Problem
Below are records. Return each one exactly as written.
[[ Available data, beginning ]]
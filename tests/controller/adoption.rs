use axum::{
    extract::{Path, State},
    http::StatusCode,
    response::IntoResponse,
};
use pawfect::{
    model::adoption::{AdoptionStatus, RegisterAdoptionRequest, UpdateAdoptionStatusRequest},
    server::controller::adoption::{
        get_adoption, get_shelter_adoptions, get_user_adoptions, register_adoption,
        remove_adoption, update_adoption_status,
    },
};
use pawfect::server::controller::util::json::ApiJson;
use pawfect_test_utils::prelude::*;

use crate::util::{app_state, login_as};

#[tokio::test]
/// Expect 201 created when a logged in user applies for a pet
async fn register_adoption_returns_created() -> Result<(), TestError> {
    let mut test = TestBuilder::new().with_pet_tables().build().await?;
    let (_, shelter) = test.shelter().insert_shelter_owner().await?;
    let pet_model = test.pet().insert_pet(shelter.id).await?;
    let applicant = test.user().insert_user().await?;
    login_as(&test, applicant.id).await;

    let result = register_adoption(
        State(app_state(&test)),
        test.session,
        ApiJson(RegisterAdoptionRequest {
            pet_id: pet_model.id,
        }),
    )
    .await;

    let resp = result.unwrap().into_response();
    assert_eq!(resp.status(), StatusCode::CREATED);

    Ok(())
}

#[tokio::test]
/// Expect 404 not found when applying for a pet that doesn't exist
async fn register_adoption_returns_not_found_for_missing_pet() -> Result<(), TestError> {
    let mut test = TestBuilder::new().with_pet_tables().build().await?;
    let applicant = test.user().insert_user().await?;
    login_as(&test, applicant.id).await;

    let result = register_adoption(
        State(app_state(&test)),
        test.session,
        ApiJson(RegisterAdoptionRequest { pet_id: 1 }),
    )
    .await;

    let resp = result.err().unwrap().into_response();
    assert_eq!(resp.status(), StatusCode::NOT_FOUND);

    Ok(())
}

#[tokio::test]
/// Expect 200 success listing the logged in user's applications
async fn get_user_adoptions_returns_success() -> Result<(), TestError> {
    let mut test = TestBuilder::new().with_pet_tables().build().await?;
    let (_, shelter) = test.shelter().insert_shelter_owner().await?;
    let pet_model = test.pet().insert_pet(shelter.id).await?;
    let applicant = test.user().insert_user().await?;
    test.adoption()
        .insert_adoption(applicant.id, pet_model.id)
        .await?;
    login_as(&test, applicant.id).await;

    let result = get_user_adoptions(State(app_state(&test)), test.session).await;

    let resp = result.unwrap().into_response();
    assert_eq!(resp.status(), StatusCode::OK);

    Ok(())
}

#[tokio::test]
/// Expect 200 success for the shelter owner and 403 forbidden for a regular user
async fn get_shelter_adoptions_requires_shelter_owner() -> Result<(), TestError> {
    let mut test = TestBuilder::new().with_pet_tables().build().await?;
    let (owner, shelter) = test.shelter().insert_shelter_owner().await?;
    let pet_model = test.pet().insert_pet(shelter.id).await?;
    let applicant = test.user().insert_user().await?;
    test.adoption()
        .insert_adoption(applicant.id, pet_model.id)
        .await?;

    login_as(&test, owner.id).await;
    let result = get_shelter_adoptions(State(app_state(&test)), test.session.clone()).await;
    let resp = result.unwrap().into_response();
    assert_eq!(resp.status(), StatusCode::OK);

    login_as(&test, applicant.id).await;
    let result = get_shelter_adoptions(State(app_state(&test)), test.session).await;
    let resp = result.err().unwrap().into_response();
    assert_eq!(resp.status(), StatusCode::FORBIDDEN);

    Ok(())
}

#[tokio::test]
/// Expect the applicant and shelter owner to see an application and anyone else to be forbidden
async fn get_adoption_is_visible_to_applicant_and_owner_only() -> Result<(), TestError> {
    let mut test = TestBuilder::new().with_pet_tables().build().await?;
    let (owner, shelter) = test.shelter().insert_shelter_owner().await?;
    let pet_model = test.pet().insert_pet(shelter.id).await?;
    let applicant = test.user().insert_user().await?;
    let stranger = test.user().insert_user().await?;
    let application = test
        .adoption()
        .insert_adoption(applicant.id, pet_model.id)
        .await?;

    for (user_id, expected) in [
        (applicant.id, StatusCode::OK),
        (owner.id, StatusCode::OK),
        (stranger.id, StatusCode::FORBIDDEN),
    ] {
        login_as(&test, user_id).await;

        let result = get_adoption(
            State(app_state(&test)),
            test.session.clone(),
            Path(application.id),
        )
        .await;

        let status = match result {
            Ok(resp) => resp.into_response().status(),
            Err(e) => e.into_response().status(),
        };
        assert_eq!(status, expected);
    }

    Ok(())
}

#[tokio::test]
/// Expect 200 success when the shelter owner approves an application
async fn update_adoption_status_returns_success_for_owner() -> Result<(), TestError> {
    let mut test = TestBuilder::new().with_pet_tables().build().await?;
    let (owner, shelter) = test.shelter().insert_shelter_owner().await?;
    let pet_model = test.pet().insert_pet(shelter.id).await?;
    let applicant = test.user().insert_user().await?;
    let application = test
        .adoption()
        .insert_adoption(applicant.id, pet_model.id)
        .await?;
    login_as(&test, owner.id).await;

    let result = update_adoption_status(
        State(app_state(&test)),
        test.session,
        Path(application.id),
        ApiJson(UpdateAdoptionStatusRequest {
            status: AdoptionStatus::Approved,
        }),
    )
    .await;

    let resp = result.unwrap().into_response();
    assert_eq!(resp.status(), StatusCode::OK);

    Ok(())
}

#[tokio::test]
/// Expect 403 forbidden when the applicant tries to approve their own application
async fn update_adoption_status_returns_forbidden_for_applicant() -> Result<(), TestError> {
    let mut test = TestBuilder::new().with_pet_tables().build().await?;
    let (_, shelter) = test.shelter().insert_shelter_owner().await?;
    let pet_model = test.pet().insert_pet(shelter.id).await?;
    let applicant = test.user().insert_user().await?;
    let application = test
        .adoption()
        .insert_adoption(applicant.id, pet_model.id)
        .await?;
    login_as(&test, applicant.id).await;

    let result = update_adoption_status(
        State(app_state(&test)),
        test.session,
        Path(application.id),
        ApiJson(UpdateAdoptionStatusRequest {
            status: AdoptionStatus::Approved,
        }),
    )
    .await;

    let resp = result.err().unwrap().into_response();
    assert_eq!(resp.status(), StatusCode::FORBIDDEN);

    Ok(())
}

#[tokio::test]
/// Expect 204 no content when the applicant withdraws their application
async fn remove_adoption_returns_no_content_for_applicant() -> Result<(), TestError> {
    let mut test = TestBuilder::new().with_pet_tables().build().await?;
    let (_, shelter) = test.shelter().insert_shelter_owner().await?;
    let pet_model = test.pet().insert_pet(shelter.id).await?;
    let applicant = test.user().insert_user().await?;
    let application = test
        .adoption()
        .insert_adoption(applicant.id, pet_model.id)
        .await?;
    login_as(&test, applicant.id).await;

    let result = remove_adoption(
        State(app_state(&test)),
        test.session,
        Path(application.id),
    )
    .await;

    let resp = result.unwrap().into_response();
    assert_eq!(resp.status(), StatusCode::NO_CONTENT);

    Ok(())
}

#[tokio::test]
/// Expect 403 forbidden when the shelter owner withdraws an applicant's application
async fn remove_adoption_returns_forbidden_for_owner() -> Result<(), TestError> {
    let mut test = TestBuilder::new().with_pet_tables().build().await?;
    let (owner, shelter) = test.shelter().insert_shelter_owner().await?;
    let pet_model = test.pet().insert_pet(shelter.id).await?;
    let applicant = test.user().insert_user().await?;
    let application = test
        .adoption()
        .insert_adoption(applicant.id, pet_model.id)
        .await?;
    login_as(&test, owner.id).await;

    let result = remove_adoption(
        State(app_state(&test)),
        test.session,
        Path(application.id),
    )
    .await;

    let resp = result.err().unwrap().into_response();
    assert_eq!(resp.status(), StatusCode::FORBIDDEN);

    Ok(())
}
[[ Available data, end ]]
Completed exercise
filename tests/controller/adoption.rs
use axum::{
    extract::{Path, State},
    http::StatusCode,
    response::IntoResponse,
};
use pawfect::{
    model::adoption::{AdoptionStatus, RegisterAdoptionRequest, UpdateAdoptionStatusRequest},
    server::controller::adoption::{
        get_adoption, get_shelter_adoptions, get_user_adoptions, register_adoption,
        remove_adoption, update_adoption_status,
    },
};
use pawfect::server::controller::util::json::ApiJson;
use pawfect_test_utils::prelude::*;

use crate::util::{app_state, login_as};

#[tokio::test]
/// Expect 201 created when a logged in user applies for a pet
async fn register_adoption_returns_created() -> Result<(), TestError> {
    let mut test = TestBuilder::new().with_pet_tables().build().await?;
    let (_, shelter) = test.shelter().insert_shelter_owner().await?;
    let pet_model = test.pet().insert_pet(shelter.id).await?;
    let applicant = test.user().insert_user().await?;
    login_as(&test, applicant.id).await;

    let result = register_adoption(
        State(app_state(&test)),
        test.session,
        ApiJson(RegisterAdoptionRequest {
            pet_id: pet_model.id,
        }),
    )
    .await;

    let resp = result.unwrap().into_response();
    assert_eq!(resp.status(), StatusCode::CREATED);

    Ok(())
}

#[tokio::test]
/// Expect 404 not found when applying for a pet that doesn't exist
async fn register_adoption_returns_not_found_for_missing_pet() -> Result<(), TestError> {
    let mut test = TestBuilder::new().with_pet_tables().build().await?;
    let applicant = test.user().insert_user().await?;
    login_as(&test, applicant.id).await;

    let result = register_adoption(
        State(app_state(&test)),
        test.session,
        ApiJson(RegisterAdoptionRequest { pet_id: 1 }),
    )
    .await;

    let resp = result.err().unwrap().into_response();
    assert_eq!(resp.status(), StatusCode::NOT_FOUND);

    Ok(())
}

#[tokio::test]
/// Expect 200 success listing the logged in user's applications
async fn get_user_adoptions_returns_success() -> Result<(), TestError> {
    let mut test = TestBuilder::new().with_pet_tables().build().await?;
    let (_, shelter) = test.shelter().insert_shelter_owner().await?;
    let pet_model = test.pet().insert_pet(shelter.id).await?;
    let applicant = test.user().insert_user().await?;
    test.adoption()
        .insert_adoption(applicant.id, pet_model.id)
        .await?;
    login_as(&test, applicant.id).await;

    let result = get_user_adoptions(State(app_state(&test)), test.session).await;

    let resp = result.unwrap().into_response();
    assert_eq!(resp.status(), StatusCode::OK);

    Ok(())
}

#[tokio::test]
/// Expect 200 success for the shelter owner and 403 forbidden for a regular user
async fn get_shelter_adoptions_requires_shelter_owner() -> Result<(), TestError> {
    let mut test = TestBuilder::new().with_pet_tables().build().await?;
    let (owner, shelter) = test.shelter().insert_shelter_owner().await?;
    let pet_model = test.pet().insert_pet(shelter.id).await?;
    let applicant = test.user().insert_user().await?;
    test.adoption()
        .insert_adoption(applicant.id, pet_model.id)
        .await?;

    login_as(&test, owner.id).await;
    let result = get_shelter_adoptions(State(app_state(&test)), test.session.clone()).await;
    let resp = result.unwrap().into_response();
    assert_eq!(resp.status(), StatusCode::OK);

    login_as(&test, applicant.id).await;
    let result = get_shelter_adoptions(State(app_state(&test)), test.session).await;
    let resp = result.err().unwrap().into_response();
    assert_eq!(resp.status(), StatusCode::FORBIDDEN);

    Ok(())
}

#[tokio::test]
/// Expect the applicant and shelter owner to see an application and anyone else to be forbidden
async fn get_adoption_is_visible_to_applicant_and_owner_only() -> Result<(), TestError> {
    let mut test = TestBuilder::new().with_pet_tables().build().await?;
    let (owner, shelter) = test.shelter().insert_shelter_owner().await?;
    let pet_model = test.pet().insert_pet(shelter.id).await?;
    let applicant = test.user().insert_user().await?;
    let stranger = test.user().insert_user().await?;
    let application = test
        .adoption()
        .insert_adoption(applicant.id, pet_model.id)
        .await?;

    for (user_id, expected) in [
        (applicant.id, StatusCode::OK),
        (owner.id, StatusCode::OK),
        (stranger.id, StatusCode::FORBIDDEN),
    ] {
        login_as(&test, user_id).await;

        let result = get_adoption(
            State(app_state(&test)),
            test.session.clone(),
            Path(application.id),
        )
        .await;

        let status = match result {
            Ok(resp) => resp.into_response().status(),
            Err(e) => e.into_response().status(),
        };
        assert_eq!(status, expected);
    }

    Ok(())
}

#[tokio::test]
/// Expect 200 success when the shelter owner approves an application
async fn update_adoption_status_returns_success_for_owner() -> Result<(), TestError> {
    let mut test = TestBuilder::new().with_pet_tables().build().await?;
    let (owner, shelter) = test.shelter().insert_shelter_owner().await?;
    let pet_model = test.pet().insert_pet(shelter.id).await?;
    let applicant = test.user().insert_user().await?;
    let application = test
        .adoption()
        .insert_adoption(applicant.id, pet_model.id)
        .await?;
    login_as(&test, owner.id).await;

    let result = update_adoption_status(
        State(app_state(&test)),
        test.session,
        Path(application.id),
        ApiJson(UpdateAdoptionStatusRequest {
            status: AdoptionStatus::Approved,
        }),
    )
    .await;

    let resp = result.unwrap().into_response();
    assert_eq!(resp.status(), StatusCode::OK);

    Ok(())
}

#[tokio::test]
/// Expect 403 forbidden when the applicant tries to approve their own application
async fn update_adoption_status_returns_forbidden_for_applicant() -> Result<(), TestError> {
    let mut test = TestBuilder::new().with_pet_tables().build().await?;
    let (_, shelter) = test.shelter().insert_shelter_owner().await?;
    let pet_model = test.pet().insert_pet(shelter.id).await?;
    let applicant = test.user().insert_user().await?;
    let application = test
        .adoption()
        .insert_adoption(applicant.id, pet_model.id)
        .await?;
    login_as(&test, applicant.id).await;

    let result = update_adoption_status(
        State(app_state(&test)),
        test.session,
        Path(application.id),
        ApiJson(UpdateAdoptionStatusRequest {
            status: AdoptionStatus::Approved,
        }),
    )
    .await;

    let resp = result.err().unwrap().into_response();
    assert_eq!(resp.status(), StatusCode::FORBIDDEN);

    Ok(())
}

#[tokio::test]
/// Expect 204 no content when the applicant withdraws their application
async fn remove_adoption_returns_no_content_for_applicant() -> Result<(), TestError> {
    let mut test = TestBuilder::new().with_pet_tables().build().await?;
    let (_, shelter) = test.shelter().insert_shelter_owner().await?;
    let pet_model = test.pet().insert_pet(shelter.id).await?;
    let applicant = test.user().insert_user().await?;
    let application = test
        .adoption()
        .insert_adoption(applicant.id, pet_model.id)
        .await?;
    login_as(&test, applicant.id).await;

    let result = remove_adoption(
        State(app_state(&test)),
        test.session,
        Path(application.id),
    )
    .await;

    let resp = result.unwrap().into_response();
    assert_eq!(resp.status(), StatusCode::NO_CONTENT);

    Ok(())
}

#[tokio::test]
/// Expect 403 forbidden when the shelter owner withdraws an applicant's application
async fn remove_adoption_returns_forbidden_for_owner() -> Result<(), TestError> {
    let mut test = TestBuilder::new().with_pet_tables().build().await?;
    let (owner, shelter) = test.shelter().insert_shelter_owner().await?;
    let pet_model = test.pet().insert_pet(shelter.id).await?;
    let applicant = test.user().insert_user().await?;
    let application = test
        .adoption()
        .insert_adoption(applicant.id, pet_model.id)
        .await?;
    login_as(&test, owner.id).await;

    let result = remove_adoption(
        State(app_state(&test)),
        test.session,
        Path(application.id),
    )
    .await;

    let resp = result.err().unwrap().into_response();
    assert_eq!(resp.status(), StatusCode::FORBIDDEN);

    Ok(())
}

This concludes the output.